Federal Circuit Rejects Forum Selection Clause in Patent Dispute

Do you ever wonder how enforceable a forum selection clause is in a contract?  The Federal Circuit provided guidance on this issue recently in a patent infringement case between two British telecom companies in In re Fortinet, Inc., No. 2020-120, 2020 U.S. App. LEXIS 14077 (Fed. Cir.
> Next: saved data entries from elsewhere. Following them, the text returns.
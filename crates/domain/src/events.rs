//! The order confirmation event published after a successful workflow.

use serde::{Deserialize, Serialize};

use crate::customer::Customer;
use crate::money::{Money, PaymentMethod};
use crate::purchase::ReservedLine;

/// Event published to the notification channel once an order is paid.
///
/// Downstream consumers correlate by `order_reference`; the customer and
/// product fields are snapshots taken during the workflow, not live
/// references.
#[derive(Debug, Clone, PartialEq, Eq, Serialize, Deserialize)]
pub struct OrderConfirmation {
    pub order_reference: String,
    pub total_amount: Money,
    pub payment_method: PaymentMethod,
    pub customer: Customer,
    pub products: Vec<ReservedLine>,
}

impl OrderConfirmation {
    /// Creates a new confirmation event.
    pub fn new(
        order_reference: impl Into<String>,
        total_amount: Money,
        payment_method: PaymentMethod,
        customer: Customer,
        products: Vec<ReservedLine>,
    ) -> Self {
        Self {
            order_reference: order_reference.into(),
            total_amount,
            payment_method,
            customer,
            products,
        }
    }
}

#[cfg(test)]
mod tests {
    use super::*;
    use common::ItemId;

    #[test]
    fn test_confirmation_wire_shape() {
        let event = OrderConfirmation::new(
            "ORDER-001",
            Money::from_cents(10_000),
            PaymentMethod::CreditCard,
            Customer::new("cust-1", "Ada", "Lovelace", "ada@example.com"),
            vec![ReservedLine {
                item_id: ItemId::new(1),
                name: "Widget".to_string(),
                description: "A widget".to_string(),
                unit_price: Money::from_cents(5000),
                quantity: 2,
            }],
        );

        let json = serde_json::to_value(&event).unwrap();
        assert_eq!(json["order_reference"], "ORDER-001");
        assert_eq!(json["payment_method"], "CREDIT_CARD");
        assert_eq!(json["customer"]["id"], "cust-1");
        assert_eq!(json["products"][0]["item_id"], 1);
        assert_eq!(json["products"][0]["quantity"], 2);
    }
}
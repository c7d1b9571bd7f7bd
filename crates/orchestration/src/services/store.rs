//! Order store trait and in-memory implementation.

use std::collections::BTreeMap;
use std::sync::{Arc, RwLock};

use async_trait::async_trait;
use chrono::Utc;
use common::{OrderId, OrderLineId};
use domain::{NewOrder, Order, OrderLine, OrderStatus, PurchaseLine};

use crate::error::{OrchestrationError, Result};

/// Persistence of orders and their lines.
#[async_trait]
pub trait OrderStore: Send + Sync {
    /// Persists an order and one line per purchase line as a single
    /// atomic unit: either the order and all its lines exist afterwards,
    /// or nothing does.
    async fn create(&self, order: NewOrder, lines: &[PurchaseLine]) -> Result<Order>;

    /// Updates the payment status of a persisted order.
    async fn set_status(&self, order_id: OrderId, status: OrderStatus) -> Result<()>;

    /// Loads an order by id. `Ok(None)` means the order does not exist.
    async fn find_by_id(&self, order_id: OrderId) -> Result<Option<Order>>;

    /// Loads all orders in creation order.
    async fn find_all(&self) -> Result<Vec<Order>>;

    /// Loads the lines of one order.
    async fn find_lines(&self, order_id: OrderId) -> Result<Vec<OrderLine>>;
}

#[derive(Debug, Default)]
struct StoreState {
    orders: BTreeMap<OrderId, Order>,
    lines: Vec<OrderLine>,
    next_order_id: i64,
    next_line_id: i64,
    fail_on_create: bool,
}

/// In-memory order store for testing.
#[derive(Debug, Clone, Default)]
pub struct InMemoryOrderStore {
    state: Arc<RwLock<StoreState>>,
}

impl InMemoryOrderStore {
    /// Creates a new empty in-memory store.
    pub fn new() -> Self {
        Self::default()
    }

    /// Configures the store to fail on the next create call.
    pub fn set_fail_on_create(&self, fail: bool) {
        self.state.write().unwrap().fail_on_create = fail;
    }

    /// Returns the number of persisted orders.
    pub fn order_count(&self) -> usize {
        self.state.read().unwrap().orders.len()
    }

    /// Returns the number of persisted order lines.
    pub fn line_count(&self) -> usize {
        self.state.read().unwrap().lines.len()
    }
}

#[async_trait]
impl OrderStore for InMemoryOrderStore {
    async fn create(&self, order: NewOrder, lines: &[PurchaseLine]) -> Result<Order> {
        let mut state = self.state.write().unwrap();

        if state.fail_on_create {
            return Err(OrchestrationError::PersistenceFailure(
                "order storage unavailable".to_string(),
            ));
        }

        state.next_order_id += 1;
        let order_id = OrderId::new(state.next_order_id);

        let order = Order {
            id: order_id,
            reference: order.reference,
            total_amount: order.total_amount,
            payment_method: order.payment_method,
            customer_id: order.customer_id,
            status: OrderStatus::AwaitingPayment,
            created_at: Utc::now(),
        };

        // Order and lines land under one lock; a reader never observes
        // the order without its lines.
        state.orders.insert(order_id, order.clone());
        for line in lines {
            state.next_line_id += 1;
            let line_id = OrderLineId::new(state.next_line_id);
            state.lines.push(OrderLine {
                id: line_id,
                order_id,
                item_id: line.item_id,
                quantity: line.quantity,
            });
        }

        Ok(order)
    }

    async fn set_status(&self, order_id: OrderId, status: OrderStatus) -> Result<()> {
        let mut state = self.state.write().unwrap();
        let order = state.orders.get_mut(&order_id).ok_or_else(|| {
            OrchestrationError::PersistenceFailure(format!("order {order_id} not found"))
        })?;
        order.status = status;
        Ok(())
    }

    async fn find_by_id(&self, order_id: OrderId) -> Result<Option<Order>> {
        Ok(self.state.read().unwrap().orders.get(&order_id).cloned())
    }

    async fn find_all(&self) -> Result<Vec<Order>> {
        Ok(self.state.read().unwrap().orders.values().cloned().collect())
    }

    async fn find_lines(&self, order_id: OrderId) -> Result<Vec<OrderLine>> {
        Ok(self
            .state
            .read()
            .unwrap()
            .lines
            .iter()
            .filter(|line| line.order_id == order_id)
            .copied()
            .collect())
    }
}
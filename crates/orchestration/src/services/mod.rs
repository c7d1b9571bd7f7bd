//! Collaborator service traits and in-memory implementations.

pub mod customers;
pub mod notification;
pub mod payment;
pub mod store;

pub use customers::{CustomerDirectory, InMemoryCustomerDirectory};
pub use notification::{InMemoryNotificationPublisher, NotificationPublisher};
pub use payment::{InMemoryPaymentGateway, PaymentGateway};
pub use store::{InMemoryOrderStore, OrderStore};
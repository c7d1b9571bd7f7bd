//! HTTP adapter over the order fulfillment workflow.
//!
//! Exposes order creation and reads, catalog item management, health and
//! Prometheus metrics endpoints, with structured logging (tracing). All
//! business logic lives in the `orchestration` and `inventory` crates;
//! this crate only maps wire payloads to domain calls and errors to
//! status codes.

pub mod config;
pub mod error;
pub mod routes;

use std::sync::Arc;

use axum::Router;
use axum::routing::{get, post};
use inventory::InventoryLedger;
use metrics_exporter_prometheus::PrometheusHandle;
use orchestration::{
    InMemoryCustomerDirectory, InMemoryNotificationPublisher, InMemoryOrderStore,
    InMemoryPaymentGateway, OrderOrchestrator,
};
use tower_http::cors::{Any, CorsLayer};
use tower_http::trace::TraceLayer;

use routes::orders::AppState;

/// Creates the Axum application router with all routes and shared state.
pub fn create_app(state: Arc<AppState>, metrics_handle: PrometheusHandle) -> Router {
    let metrics_router = Router::new()
        .route("/metrics", get(routes::metrics::get))
        .with_state(metrics_handle);

    Router::new()
        .route("/health", get(routes::health::check))
        .route("/orders", post(routes::orders::create))
        .route("/orders", get(routes::orders::list))
        .route("/orders/{id}", get(routes::orders::get))
        .route("/orders/{id}/lines", get(routes::orders::lines))
        .route("/items", post(routes::items::create))
        .route("/items", get(routes::items::list))
        .route("/items/{id}", get(routes::items::get))
        .with_state(state)
        .merge(metrics_router)
        .layer(
            CorsLayer::new()
                .allow_origin(Any)
                .allow_methods(Any)
                .allow_headers(Any),
        )
        .layer(TraceLayer::new_for_http())
}

/// Creates the default application state with in-memory collaborators.
pub fn create_default_state() -> Arc<AppState> {
    let customers = InMemoryCustomerDirectory::new();
    let ledger = Arc::new(InventoryLedger::new());
    let store = InMemoryOrderStore::new();
    let payment = InMemoryPaymentGateway::new();
    let notifier = InMemoryNotificationPublisher::new();

    let orchestrator = OrderOrchestrator::new(
        customers.clone(),
        ledger.clone(),
        store,
        payment,
        notifier,
    );

    Arc::new(AppState {
        orchestrator,
        ledger,
        customers,
    })
}
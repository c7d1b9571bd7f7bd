//! Order creation and read endpoints.

use std::sync::Arc;

use axum::Json;
use axum::extract::{Path, State};
use common::OrderId;
use domain::{Money, PaymentMethod, PurchaseLine};
use inventory::InventoryLedger;
use orchestration::{
    CreateOrderRequest, InMemoryCustomerDirectory, InMemoryNotificationPublisher,
    InMemoryOrderStore, InMemoryPaymentGateway, OrderOrchestrator,
};
use serde::{Deserialize, Serialize};

use crate::error::ApiError;

/// Shared application state accessible from all handlers.
pub struct AppState {
    pub orchestrator: OrderOrchestrator<
        InMemoryCustomerDirectory,
        InMemoryPaymentGateway,
        InMemoryNotificationPublisher,
        InMemoryOrderStore,
    >,
    pub ledger: Arc<InventoryLedger>,
    pub customers: InMemoryCustomerDirectory,
}

// -- Request types --

#[derive(Deserialize)]
pub struct OrderRequest {
    pub reference: String,
    pub amount_cents: i64,
    pub payment_method: PaymentMethod,
    pub customer_id: String,
    pub items: Vec<OrderLineRequest>,
}

#[derive(Deserialize)]
pub struct OrderLineRequest {
    pub item_id: i64,
    pub quantity: u32,
}

// -- Response types --

#[derive(Serialize)]
pub struct OrderCreatedResponse {
    pub order_id: i64,
}

#[derive(Serialize)]
pub struct OrderResponse {
    pub id: i64,
    pub reference: String,
    pub amount_cents: i64,
    pub payment_method: String,
    pub customer_id: String,
    pub status: String,
    pub created_at: String,
}

#[derive(Serialize)]
pub struct OrderLineResponse {
    pub id: i64,
    pub order_id: i64,
    pub item_id: i64,
    pub quantity: u32,
}

impl From<domain::Order> for OrderResponse {
    fn from(order: domain::Order) -> Self {
        Self {
            id: order.id.as_i64(),
            reference: order.reference,
            amount_cents: order.total_amount.cents(),
            payment_method: order.payment_method.to_string(),
            customer_id: order.customer_id.to_string(),
            status: order.status.to_string(),
            created_at: order.created_at.to_rfc3339(),
        }
    }
}

impl From<domain::OrderLine> for OrderLineResponse {
    fn from(line: domain::OrderLine) -> Self {
        Self {
            id: line.id.as_i64(),
            order_id: line.order_id.as_i64(),
            item_id: line.item_id.as_i64(),
            quantity: line.quantity,
        }
    }
}

// -- Handlers --

/// POST /orders — run the order creation workflow.
#[tracing::instrument(skip(state, req))]
pub async fn create(
    State(state): State<Arc<AppState>>,
    Json(req): Json<OrderRequest>,
) -> Result<(axum::http::StatusCode, Json<OrderCreatedResponse>), ApiError> {
    let lines: Vec<PurchaseLine> = req
        .items
        .iter()
        .map(|item| PurchaseLine::new(item.item_id, item.quantity))
        .collect();

    let request = CreateOrderRequest::new(
        req.reference,
        Money::from_cents(req.amount_cents),
        req.payment_method,
        req.customer_id.as_str(),
        lines,
    );

    let order_id = state.orchestrator.create_order(request).await?;

    Ok((
        axum::http::StatusCode::CREATED,
        Json(OrderCreatedResponse {
            order_id: order_id.as_i64(),
        }),
    ))
}

/// GET /orders — list all orders.
#[tracing::instrument(skip(state))]
pub async fn list(State(state): State<Arc<AppState>>) -> Result<Json<Vec<OrderResponse>>, ApiError> {
    let orders = state.orchestrator.find_all_orders().await?;
    Ok(Json(orders.into_iter().map(OrderResponse::from).collect()))
}

/// GET /orders/:id — load an order by id.
#[tracing::instrument(skip(state))]
pub async fn get(
    State(state): State<Arc<AppState>>,
    Path(id): Path<i64>,
) -> Result<Json<OrderResponse>, ApiError> {
    let order = state
        .orchestrator
        .find_order_by_id(OrderId::new(id))
        .await?
        .ok_or_else(|| ApiError::NotFound(format!("Order {id} not found")))?;

    Ok(Json(OrderResponse::from(order)))
}

/// GET /orders/:id/lines — list the lines of one order.
#[tracing::instrument(skip(state))]
pub async fn lines(
    State(state): State<Arc<AppState>>,
    Path(id): Path<i64>,
) -> Result<Json<Vec<OrderLineResponse>>, ApiError> {
    let order_id = OrderId::new(id);
    state
        .orchestrator
        .find_order_by_id(order_id)
        .await?
        .ok_or_else(|| ApiError::NotFound(format!("Order {id} not found")))?;

    let lines = state.orchestrator.find_order_lines(order_id).await?;
    Ok(Json(lines.into_iter().map(OrderLineResponse::from).collect()))
}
May 1, 2020) (“In re Fortinet”).

In In re Fortinet, British Telecommunications plc and BT Americas, Inc. (collectively, “BT”) sued Fortinet, Inc. (“Fortinet”) for infringing five U.S. patents in Delaware federal court.  Fortinet was a supplier of computer hardware and software to BT and in 2014 had entered a contract with BT that required “any claims or disputes arising out of contractual and/or non-contractual obligations relating to or in connection with the [Agreement] . . . shall be governed by and construed in accordance with the laws of England.” The contract also required the parties to “submit to the exclusive jurisdiction of the English courts in relation to contractual and/or non-contractual obligations.”

After being sued for patent infringement in Delaware, Fortinet could have asked the court to stay the action until an English court sorted out the scope of other language in the contract, including a clause stating that BT “shall have no intellectual property right” in Fortinet's products. Instead, Fortinet took a bolder position, and asked the Delaware court to dismiss the action altogether, so that an English Court could consider the entire dispute, including the patent infringement allegations.

Fortinet had some helpful Supreme Court dicta on its side.  In 2013 the Supreme Court had stated that “a valid forum-selection clause [should be] given controlling weight in all but the most exceptional cases.” Atl. Marine Constr. Co. v. United States Dist. Court, 571 U.S. 49, 62 (2013).  Fortinet’s problem was that it could not prove that an English court would even consider BT’s patent infringement claims; a forum that will not entertain an action is no forum at all.  Fortinet briefed the availability of English courts extensively to the Court but, according to the Federal Circuit:

had only been able to cite cases in which English courts had construed claims of a United States patent in the context of a licensing dispute and had failed to cite any English case or statute that provides assurance that an English court could or would assert jurisdiction over a United States patent infringement action.

Fortinet’s inability to cite a single case in which an English court adjudicated a U.S. patent infringement action was fatal to Fortinet’s motion to dismiss because “it cannot be assumed that a foreign court would adjudicate an intellectual property dispute where the alleged infringement occurred elsewhere.”

The simple lesson to be learned from the case is that a United States court will usually enforce a forum selection clause.  However, the party relying on the clause must be able to show that the alternate forum has the power and is willing to adjudicate the dispute, which is unlikely when a U.S. patent is at issue. Fortinet might have been better served by an arbitration clause, since an arbitration panel has the power to consider any dispute the parties contractually agree to put before it.